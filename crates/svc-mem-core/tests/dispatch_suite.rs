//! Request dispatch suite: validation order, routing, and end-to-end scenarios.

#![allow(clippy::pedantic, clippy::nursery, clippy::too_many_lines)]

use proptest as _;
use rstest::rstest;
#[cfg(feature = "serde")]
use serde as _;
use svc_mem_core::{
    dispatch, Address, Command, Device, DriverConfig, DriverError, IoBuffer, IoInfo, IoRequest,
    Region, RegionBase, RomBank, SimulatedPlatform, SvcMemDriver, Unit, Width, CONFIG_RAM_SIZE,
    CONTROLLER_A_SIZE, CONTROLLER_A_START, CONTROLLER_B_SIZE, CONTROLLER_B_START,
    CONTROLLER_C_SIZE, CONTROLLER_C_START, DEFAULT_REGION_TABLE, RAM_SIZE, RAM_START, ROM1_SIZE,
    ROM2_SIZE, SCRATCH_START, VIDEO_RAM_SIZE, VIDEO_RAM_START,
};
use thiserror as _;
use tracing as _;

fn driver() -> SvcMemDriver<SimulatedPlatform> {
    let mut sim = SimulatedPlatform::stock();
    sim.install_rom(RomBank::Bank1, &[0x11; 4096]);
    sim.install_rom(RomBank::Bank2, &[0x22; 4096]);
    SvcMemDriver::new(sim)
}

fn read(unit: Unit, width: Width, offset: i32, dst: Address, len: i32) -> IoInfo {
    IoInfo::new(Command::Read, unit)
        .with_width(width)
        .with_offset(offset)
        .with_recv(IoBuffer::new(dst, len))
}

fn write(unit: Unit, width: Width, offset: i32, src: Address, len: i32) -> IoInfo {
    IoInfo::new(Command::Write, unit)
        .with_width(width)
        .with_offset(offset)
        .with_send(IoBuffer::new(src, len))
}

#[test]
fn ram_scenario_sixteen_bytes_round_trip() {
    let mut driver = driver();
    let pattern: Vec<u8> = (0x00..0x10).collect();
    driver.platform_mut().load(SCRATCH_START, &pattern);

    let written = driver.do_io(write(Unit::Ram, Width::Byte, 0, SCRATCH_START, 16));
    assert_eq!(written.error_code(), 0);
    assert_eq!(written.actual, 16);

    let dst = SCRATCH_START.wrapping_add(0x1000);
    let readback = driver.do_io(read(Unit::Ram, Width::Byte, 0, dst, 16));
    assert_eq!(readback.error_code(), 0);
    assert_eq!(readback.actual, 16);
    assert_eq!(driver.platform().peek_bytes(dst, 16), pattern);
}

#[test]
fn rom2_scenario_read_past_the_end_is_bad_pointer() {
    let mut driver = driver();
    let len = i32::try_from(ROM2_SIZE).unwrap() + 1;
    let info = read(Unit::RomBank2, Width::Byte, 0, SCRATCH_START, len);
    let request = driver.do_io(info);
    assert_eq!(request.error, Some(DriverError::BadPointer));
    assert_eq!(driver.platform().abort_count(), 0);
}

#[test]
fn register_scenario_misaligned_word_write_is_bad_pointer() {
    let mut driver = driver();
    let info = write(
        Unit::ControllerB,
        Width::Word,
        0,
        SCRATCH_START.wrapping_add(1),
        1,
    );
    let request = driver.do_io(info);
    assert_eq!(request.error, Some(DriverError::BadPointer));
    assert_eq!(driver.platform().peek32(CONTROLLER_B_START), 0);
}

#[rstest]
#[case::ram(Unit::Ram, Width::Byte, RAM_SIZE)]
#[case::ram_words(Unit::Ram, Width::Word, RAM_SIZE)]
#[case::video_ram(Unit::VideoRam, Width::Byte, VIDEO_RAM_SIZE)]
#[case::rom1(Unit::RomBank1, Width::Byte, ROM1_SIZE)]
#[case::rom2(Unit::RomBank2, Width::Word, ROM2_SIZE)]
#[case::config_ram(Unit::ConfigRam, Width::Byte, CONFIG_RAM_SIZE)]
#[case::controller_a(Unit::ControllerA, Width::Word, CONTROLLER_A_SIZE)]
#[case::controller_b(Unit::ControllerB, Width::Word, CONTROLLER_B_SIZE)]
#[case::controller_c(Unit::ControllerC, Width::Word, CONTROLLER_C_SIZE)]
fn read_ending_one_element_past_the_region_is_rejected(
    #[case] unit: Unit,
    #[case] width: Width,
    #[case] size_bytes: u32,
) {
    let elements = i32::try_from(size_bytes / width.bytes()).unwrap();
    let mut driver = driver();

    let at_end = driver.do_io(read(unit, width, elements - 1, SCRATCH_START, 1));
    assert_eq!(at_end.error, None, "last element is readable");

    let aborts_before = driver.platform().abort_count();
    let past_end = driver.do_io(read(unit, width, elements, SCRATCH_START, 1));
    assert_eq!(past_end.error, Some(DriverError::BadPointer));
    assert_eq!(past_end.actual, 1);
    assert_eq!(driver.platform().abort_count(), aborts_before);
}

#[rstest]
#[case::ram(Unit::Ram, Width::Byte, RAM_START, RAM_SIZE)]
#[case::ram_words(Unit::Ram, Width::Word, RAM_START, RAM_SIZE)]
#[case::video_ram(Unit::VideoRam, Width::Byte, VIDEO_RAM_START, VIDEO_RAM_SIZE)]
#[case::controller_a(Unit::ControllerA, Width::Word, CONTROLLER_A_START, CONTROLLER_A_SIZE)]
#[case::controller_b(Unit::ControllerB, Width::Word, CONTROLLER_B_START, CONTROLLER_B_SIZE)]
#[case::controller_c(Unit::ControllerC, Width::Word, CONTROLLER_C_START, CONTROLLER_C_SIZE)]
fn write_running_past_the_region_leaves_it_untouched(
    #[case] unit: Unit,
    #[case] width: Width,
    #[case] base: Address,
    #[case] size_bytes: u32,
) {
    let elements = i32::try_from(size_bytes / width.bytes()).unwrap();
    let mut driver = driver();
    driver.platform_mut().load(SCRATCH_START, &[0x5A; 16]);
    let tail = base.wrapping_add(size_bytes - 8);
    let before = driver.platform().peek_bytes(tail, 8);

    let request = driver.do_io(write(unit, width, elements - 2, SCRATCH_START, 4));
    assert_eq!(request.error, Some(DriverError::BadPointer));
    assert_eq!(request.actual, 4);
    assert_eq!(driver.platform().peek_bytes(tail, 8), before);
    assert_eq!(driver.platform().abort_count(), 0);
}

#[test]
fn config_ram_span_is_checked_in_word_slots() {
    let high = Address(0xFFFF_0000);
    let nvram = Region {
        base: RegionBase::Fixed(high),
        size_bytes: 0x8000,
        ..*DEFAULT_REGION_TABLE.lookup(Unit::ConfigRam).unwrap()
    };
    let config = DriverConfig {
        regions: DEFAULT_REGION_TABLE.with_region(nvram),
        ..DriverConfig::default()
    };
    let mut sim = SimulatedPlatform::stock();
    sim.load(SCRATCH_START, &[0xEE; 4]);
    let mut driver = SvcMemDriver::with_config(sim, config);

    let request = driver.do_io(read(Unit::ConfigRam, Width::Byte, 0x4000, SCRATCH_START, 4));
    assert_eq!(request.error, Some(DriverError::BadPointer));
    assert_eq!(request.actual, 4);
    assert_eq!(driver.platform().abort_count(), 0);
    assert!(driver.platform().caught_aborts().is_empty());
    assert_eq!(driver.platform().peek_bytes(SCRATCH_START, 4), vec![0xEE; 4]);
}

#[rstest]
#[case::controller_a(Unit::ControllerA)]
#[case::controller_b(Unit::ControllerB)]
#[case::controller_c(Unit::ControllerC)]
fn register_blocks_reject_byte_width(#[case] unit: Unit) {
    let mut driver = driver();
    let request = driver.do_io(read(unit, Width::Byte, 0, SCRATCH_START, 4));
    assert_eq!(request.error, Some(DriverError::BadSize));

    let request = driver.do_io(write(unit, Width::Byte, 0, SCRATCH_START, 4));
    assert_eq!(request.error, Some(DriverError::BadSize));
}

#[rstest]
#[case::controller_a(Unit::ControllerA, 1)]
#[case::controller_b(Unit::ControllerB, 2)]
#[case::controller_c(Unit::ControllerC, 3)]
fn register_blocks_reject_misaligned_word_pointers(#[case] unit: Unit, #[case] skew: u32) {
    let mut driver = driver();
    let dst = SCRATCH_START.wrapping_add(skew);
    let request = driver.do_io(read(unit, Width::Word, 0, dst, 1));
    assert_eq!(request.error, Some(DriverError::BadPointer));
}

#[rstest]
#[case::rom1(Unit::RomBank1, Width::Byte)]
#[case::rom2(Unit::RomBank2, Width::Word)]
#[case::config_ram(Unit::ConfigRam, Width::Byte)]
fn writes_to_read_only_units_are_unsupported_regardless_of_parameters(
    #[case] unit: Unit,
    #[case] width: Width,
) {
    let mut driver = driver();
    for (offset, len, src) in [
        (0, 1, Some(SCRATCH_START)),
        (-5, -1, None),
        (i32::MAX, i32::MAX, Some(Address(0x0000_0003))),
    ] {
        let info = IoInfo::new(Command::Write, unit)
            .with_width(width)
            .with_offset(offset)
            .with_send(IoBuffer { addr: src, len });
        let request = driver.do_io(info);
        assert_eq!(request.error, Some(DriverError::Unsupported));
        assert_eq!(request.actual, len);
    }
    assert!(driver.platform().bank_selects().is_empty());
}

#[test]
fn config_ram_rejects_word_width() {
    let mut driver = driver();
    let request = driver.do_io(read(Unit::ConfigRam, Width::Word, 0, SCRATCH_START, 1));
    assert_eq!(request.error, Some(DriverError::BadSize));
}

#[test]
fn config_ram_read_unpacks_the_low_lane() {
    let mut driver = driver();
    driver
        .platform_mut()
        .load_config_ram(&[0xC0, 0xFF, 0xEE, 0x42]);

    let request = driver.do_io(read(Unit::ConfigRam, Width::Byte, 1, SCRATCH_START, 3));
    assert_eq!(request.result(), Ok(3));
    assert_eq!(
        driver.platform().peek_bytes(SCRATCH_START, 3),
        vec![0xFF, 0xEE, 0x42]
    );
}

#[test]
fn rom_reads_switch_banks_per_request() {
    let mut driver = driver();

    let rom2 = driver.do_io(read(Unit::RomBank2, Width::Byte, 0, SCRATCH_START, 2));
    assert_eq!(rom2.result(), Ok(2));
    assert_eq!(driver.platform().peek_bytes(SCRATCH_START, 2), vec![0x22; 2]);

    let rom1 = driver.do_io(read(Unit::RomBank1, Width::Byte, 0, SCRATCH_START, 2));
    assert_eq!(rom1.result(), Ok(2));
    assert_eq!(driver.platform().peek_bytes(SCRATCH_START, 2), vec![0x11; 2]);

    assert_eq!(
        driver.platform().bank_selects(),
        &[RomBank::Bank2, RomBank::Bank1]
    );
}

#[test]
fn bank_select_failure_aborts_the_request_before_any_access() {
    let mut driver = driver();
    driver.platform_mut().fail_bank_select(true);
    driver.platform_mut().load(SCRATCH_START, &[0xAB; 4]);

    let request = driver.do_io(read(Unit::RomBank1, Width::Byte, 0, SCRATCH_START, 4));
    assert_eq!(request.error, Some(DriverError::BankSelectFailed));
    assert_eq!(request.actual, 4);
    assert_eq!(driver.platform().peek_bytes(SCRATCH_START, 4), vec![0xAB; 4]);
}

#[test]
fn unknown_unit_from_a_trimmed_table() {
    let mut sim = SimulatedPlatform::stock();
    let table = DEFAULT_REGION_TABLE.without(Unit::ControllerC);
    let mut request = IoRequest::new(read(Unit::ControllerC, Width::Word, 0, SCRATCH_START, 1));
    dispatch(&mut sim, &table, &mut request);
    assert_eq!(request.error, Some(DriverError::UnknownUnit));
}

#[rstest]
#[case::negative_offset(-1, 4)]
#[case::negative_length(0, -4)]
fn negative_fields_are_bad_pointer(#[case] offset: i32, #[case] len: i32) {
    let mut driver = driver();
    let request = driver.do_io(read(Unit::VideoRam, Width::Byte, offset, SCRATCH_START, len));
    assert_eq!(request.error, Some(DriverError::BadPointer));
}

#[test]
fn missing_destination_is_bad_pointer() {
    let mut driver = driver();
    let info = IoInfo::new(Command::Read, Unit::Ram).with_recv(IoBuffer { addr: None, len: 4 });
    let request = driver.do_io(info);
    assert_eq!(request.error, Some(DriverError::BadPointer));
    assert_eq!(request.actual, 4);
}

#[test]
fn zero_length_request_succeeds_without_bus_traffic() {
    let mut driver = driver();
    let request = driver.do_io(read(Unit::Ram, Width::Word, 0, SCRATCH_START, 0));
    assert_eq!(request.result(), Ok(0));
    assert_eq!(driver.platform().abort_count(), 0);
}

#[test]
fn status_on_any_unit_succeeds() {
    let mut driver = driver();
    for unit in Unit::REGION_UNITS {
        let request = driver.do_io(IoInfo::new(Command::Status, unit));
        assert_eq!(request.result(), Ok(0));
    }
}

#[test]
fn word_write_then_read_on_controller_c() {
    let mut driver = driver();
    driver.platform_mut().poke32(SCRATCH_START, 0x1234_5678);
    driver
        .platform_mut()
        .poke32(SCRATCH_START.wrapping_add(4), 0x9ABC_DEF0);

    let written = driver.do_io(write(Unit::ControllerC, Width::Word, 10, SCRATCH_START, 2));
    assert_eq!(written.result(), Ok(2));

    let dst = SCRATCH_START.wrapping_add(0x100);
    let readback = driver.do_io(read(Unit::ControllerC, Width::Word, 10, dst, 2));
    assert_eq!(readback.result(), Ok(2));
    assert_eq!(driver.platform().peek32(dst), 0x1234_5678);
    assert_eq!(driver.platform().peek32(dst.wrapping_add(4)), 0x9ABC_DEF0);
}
# # # # # # #
- _HOW TO COMPLETE THIS TASK_
Report each line of the listing above that uses the word "ControllerB".

- _TASK RESULT_
        Unit::ControllerB,
#[case::controller_b(Unit::ControllerB, Width::Word, CONTROLLER_B_SIZE)]
#[case::controller_b(Unit::ControllerB, Width::Word, CONTROLLER_B_START, CONTROLLER_B_SIZE)]
#[case::controller_b(Unit::ControllerB)]
#[case::controller_b(Unit::ControllerB, 2)]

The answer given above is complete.